* Work instruction
In the records below, find the line with "use core::fmt;" and the line with "self.buf.extend_from_slice(bytes);". Print both exactly, along with every line between them, and no other line.

─── Exercise material ───

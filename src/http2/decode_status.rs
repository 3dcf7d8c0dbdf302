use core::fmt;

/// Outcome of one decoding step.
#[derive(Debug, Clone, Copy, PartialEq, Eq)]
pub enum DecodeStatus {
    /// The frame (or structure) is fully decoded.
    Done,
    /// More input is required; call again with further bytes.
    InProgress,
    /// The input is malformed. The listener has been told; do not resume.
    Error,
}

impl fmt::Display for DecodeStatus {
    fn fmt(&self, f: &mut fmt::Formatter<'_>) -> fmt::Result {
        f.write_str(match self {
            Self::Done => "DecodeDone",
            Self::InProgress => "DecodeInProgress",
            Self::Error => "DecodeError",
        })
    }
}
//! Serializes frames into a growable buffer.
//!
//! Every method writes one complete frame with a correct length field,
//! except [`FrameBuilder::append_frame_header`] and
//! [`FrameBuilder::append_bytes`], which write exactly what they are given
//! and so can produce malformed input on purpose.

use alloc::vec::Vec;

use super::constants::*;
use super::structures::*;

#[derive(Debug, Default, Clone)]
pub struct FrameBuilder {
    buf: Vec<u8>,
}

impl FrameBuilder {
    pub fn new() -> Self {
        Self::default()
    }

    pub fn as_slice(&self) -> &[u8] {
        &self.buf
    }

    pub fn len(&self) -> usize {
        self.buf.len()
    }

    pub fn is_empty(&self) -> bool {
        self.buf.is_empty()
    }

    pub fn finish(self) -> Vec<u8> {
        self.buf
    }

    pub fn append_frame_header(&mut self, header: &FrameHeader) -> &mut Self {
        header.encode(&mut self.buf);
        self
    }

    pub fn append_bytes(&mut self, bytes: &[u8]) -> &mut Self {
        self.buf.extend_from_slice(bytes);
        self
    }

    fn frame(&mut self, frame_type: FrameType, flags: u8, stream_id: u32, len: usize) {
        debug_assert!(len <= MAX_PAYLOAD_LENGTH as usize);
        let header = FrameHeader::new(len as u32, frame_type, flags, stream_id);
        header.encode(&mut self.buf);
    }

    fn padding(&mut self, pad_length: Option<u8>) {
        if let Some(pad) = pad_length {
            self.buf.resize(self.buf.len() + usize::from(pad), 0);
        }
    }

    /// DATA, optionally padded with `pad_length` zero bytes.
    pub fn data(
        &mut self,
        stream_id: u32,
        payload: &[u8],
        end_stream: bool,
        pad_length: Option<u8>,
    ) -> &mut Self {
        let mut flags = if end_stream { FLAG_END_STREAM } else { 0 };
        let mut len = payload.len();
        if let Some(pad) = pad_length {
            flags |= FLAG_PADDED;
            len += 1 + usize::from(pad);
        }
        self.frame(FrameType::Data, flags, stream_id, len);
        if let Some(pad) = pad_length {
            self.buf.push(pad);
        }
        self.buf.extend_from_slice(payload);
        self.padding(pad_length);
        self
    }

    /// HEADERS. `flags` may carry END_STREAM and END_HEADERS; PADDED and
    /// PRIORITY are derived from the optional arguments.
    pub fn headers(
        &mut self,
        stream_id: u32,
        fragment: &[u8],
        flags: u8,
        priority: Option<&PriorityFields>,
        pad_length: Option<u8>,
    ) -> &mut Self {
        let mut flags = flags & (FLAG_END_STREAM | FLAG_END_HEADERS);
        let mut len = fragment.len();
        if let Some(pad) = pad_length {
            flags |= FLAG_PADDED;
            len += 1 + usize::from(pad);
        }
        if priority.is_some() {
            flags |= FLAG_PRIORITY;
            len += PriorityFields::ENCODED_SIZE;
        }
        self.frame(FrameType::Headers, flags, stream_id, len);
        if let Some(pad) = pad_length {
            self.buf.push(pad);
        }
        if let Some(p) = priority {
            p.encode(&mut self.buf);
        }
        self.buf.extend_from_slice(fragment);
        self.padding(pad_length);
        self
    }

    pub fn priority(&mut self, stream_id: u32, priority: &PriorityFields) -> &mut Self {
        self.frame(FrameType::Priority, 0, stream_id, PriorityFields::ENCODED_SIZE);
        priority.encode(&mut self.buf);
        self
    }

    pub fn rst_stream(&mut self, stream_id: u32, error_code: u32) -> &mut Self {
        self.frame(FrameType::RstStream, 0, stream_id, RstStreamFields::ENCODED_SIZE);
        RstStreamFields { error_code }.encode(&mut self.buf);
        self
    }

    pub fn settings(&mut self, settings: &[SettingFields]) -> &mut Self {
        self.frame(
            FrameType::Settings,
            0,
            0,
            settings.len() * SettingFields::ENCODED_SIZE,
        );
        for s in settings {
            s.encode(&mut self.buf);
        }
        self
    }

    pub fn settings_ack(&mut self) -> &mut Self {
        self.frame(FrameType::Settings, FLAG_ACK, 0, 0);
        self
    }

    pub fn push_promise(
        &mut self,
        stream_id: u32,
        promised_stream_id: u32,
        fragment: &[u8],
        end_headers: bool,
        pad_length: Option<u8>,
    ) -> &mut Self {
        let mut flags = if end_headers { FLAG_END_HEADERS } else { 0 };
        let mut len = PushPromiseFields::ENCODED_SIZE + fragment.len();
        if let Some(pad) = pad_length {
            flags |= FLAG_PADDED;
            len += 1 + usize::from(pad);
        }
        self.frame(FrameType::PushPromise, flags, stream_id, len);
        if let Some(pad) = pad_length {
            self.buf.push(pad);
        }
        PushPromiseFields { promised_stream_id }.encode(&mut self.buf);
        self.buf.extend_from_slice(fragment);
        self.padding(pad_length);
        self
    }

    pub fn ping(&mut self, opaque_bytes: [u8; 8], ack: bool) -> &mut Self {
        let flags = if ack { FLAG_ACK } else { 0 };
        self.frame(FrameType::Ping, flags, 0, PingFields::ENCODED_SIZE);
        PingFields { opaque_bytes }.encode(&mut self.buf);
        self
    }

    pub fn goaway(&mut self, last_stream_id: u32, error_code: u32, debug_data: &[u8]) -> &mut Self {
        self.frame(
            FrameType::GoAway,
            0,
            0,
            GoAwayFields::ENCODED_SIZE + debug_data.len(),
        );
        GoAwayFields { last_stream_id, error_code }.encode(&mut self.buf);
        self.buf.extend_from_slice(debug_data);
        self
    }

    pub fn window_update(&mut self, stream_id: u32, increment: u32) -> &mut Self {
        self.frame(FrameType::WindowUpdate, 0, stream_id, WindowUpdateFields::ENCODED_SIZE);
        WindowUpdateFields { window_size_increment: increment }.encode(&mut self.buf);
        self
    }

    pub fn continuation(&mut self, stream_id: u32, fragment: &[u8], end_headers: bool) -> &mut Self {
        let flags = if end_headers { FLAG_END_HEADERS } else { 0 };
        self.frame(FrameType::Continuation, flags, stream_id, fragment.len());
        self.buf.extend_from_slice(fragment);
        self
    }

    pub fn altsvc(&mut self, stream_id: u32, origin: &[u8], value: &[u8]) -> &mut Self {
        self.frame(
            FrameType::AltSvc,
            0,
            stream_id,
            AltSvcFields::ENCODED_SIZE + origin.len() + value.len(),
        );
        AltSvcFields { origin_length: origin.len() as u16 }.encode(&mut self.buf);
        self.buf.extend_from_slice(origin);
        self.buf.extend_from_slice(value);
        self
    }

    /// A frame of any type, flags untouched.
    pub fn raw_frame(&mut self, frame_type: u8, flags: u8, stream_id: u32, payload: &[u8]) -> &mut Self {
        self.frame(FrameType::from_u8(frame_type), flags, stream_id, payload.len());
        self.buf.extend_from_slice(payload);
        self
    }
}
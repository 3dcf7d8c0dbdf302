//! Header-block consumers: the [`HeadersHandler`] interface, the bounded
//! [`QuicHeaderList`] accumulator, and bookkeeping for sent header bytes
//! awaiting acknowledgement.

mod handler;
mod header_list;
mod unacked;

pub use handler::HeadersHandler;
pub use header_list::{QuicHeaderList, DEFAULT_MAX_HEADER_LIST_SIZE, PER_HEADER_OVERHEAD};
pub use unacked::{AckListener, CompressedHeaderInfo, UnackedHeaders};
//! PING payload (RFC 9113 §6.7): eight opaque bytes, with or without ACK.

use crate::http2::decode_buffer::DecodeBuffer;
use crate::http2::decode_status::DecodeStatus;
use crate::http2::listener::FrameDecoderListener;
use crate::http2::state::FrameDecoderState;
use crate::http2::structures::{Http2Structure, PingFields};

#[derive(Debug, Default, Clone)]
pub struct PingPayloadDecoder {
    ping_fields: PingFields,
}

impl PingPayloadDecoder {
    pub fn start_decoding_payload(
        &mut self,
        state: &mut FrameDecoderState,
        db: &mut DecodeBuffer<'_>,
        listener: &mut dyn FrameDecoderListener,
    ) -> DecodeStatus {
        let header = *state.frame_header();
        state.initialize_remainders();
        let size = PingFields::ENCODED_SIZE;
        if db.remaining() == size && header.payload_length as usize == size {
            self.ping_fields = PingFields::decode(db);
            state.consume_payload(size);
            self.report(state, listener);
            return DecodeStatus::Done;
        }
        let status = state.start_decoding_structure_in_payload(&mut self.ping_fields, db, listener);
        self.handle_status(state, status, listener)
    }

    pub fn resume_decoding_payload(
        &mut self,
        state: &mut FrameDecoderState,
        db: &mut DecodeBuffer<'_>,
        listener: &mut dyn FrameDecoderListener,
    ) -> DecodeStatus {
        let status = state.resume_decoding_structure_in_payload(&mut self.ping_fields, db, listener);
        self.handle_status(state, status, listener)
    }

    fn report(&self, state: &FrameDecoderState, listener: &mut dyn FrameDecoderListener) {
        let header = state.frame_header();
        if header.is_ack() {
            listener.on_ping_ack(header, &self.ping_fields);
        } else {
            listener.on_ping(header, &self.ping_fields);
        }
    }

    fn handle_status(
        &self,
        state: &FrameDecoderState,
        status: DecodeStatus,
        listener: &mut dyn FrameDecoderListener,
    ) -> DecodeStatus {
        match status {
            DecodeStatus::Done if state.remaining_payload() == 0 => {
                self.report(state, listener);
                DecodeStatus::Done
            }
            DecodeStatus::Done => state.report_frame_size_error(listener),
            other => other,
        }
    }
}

───

* Result for this exercise
use core::fmt;

/// Outcome of one decoding step.
#[derive(Debug, Clone, Copy, PartialEq, Eq)]
pub enum DecodeStatus {
    /// The frame (or structure) is fully decoded.
    Done,
    /// More input is required; call again with further bytes.
    InProgress,
    /// The input is malformed. The listener has been told; do not resume.
    Error,
}

impl fmt::Display for DecodeStatus {
    fn fmt(&self, f: &mut fmt::Formatter<'_>) -> fmt::Result {
        f.write_str(match self {
            Self::Done => "DecodeDone",
            Self::InProgress => "DecodeInProgress",
            Self::Error => "DecodeError",
        })
    }
}
//! Serializes frames into a growable buffer.
//!
//! Every method writes one complete frame with a correct length field,
//! except [`FrameBuilder::append_frame_header`] and
//! [`FrameBuilder::append_bytes`], which write exactly what they are given
//! and so can produce malformed input on purpose.

use alloc::vec::Vec;

use super::constants::*;
use super::structures::*;

#[derive(Debug, Default, Clone)]
pub struct FrameBuilder {
    buf: Vec<u8>,
}

impl FrameBuilder {
    pub fn new() -> Self {
        Self::default()
    }

    pub fn as_slice(&self) -> &[u8] {
        &self.buf
    }

    pub fn len(&self) -> usize {
        self.buf.len()
    }

    pub fn is_empty(&self) -> bool {
        self.buf.is_empty()
    }

    pub fn finish(self) -> Vec<u8> {
        self.buf
    }

    pub fn append_frame_header(&mut self, header: &FrameHeader) -> &mut Self {
        header.encode(&mut self.buf);
        self
    }

    pub fn append_bytes(&mut self, bytes: &[u8]) -> &mut Self {
        self.buf.extend_from_slice(bytes);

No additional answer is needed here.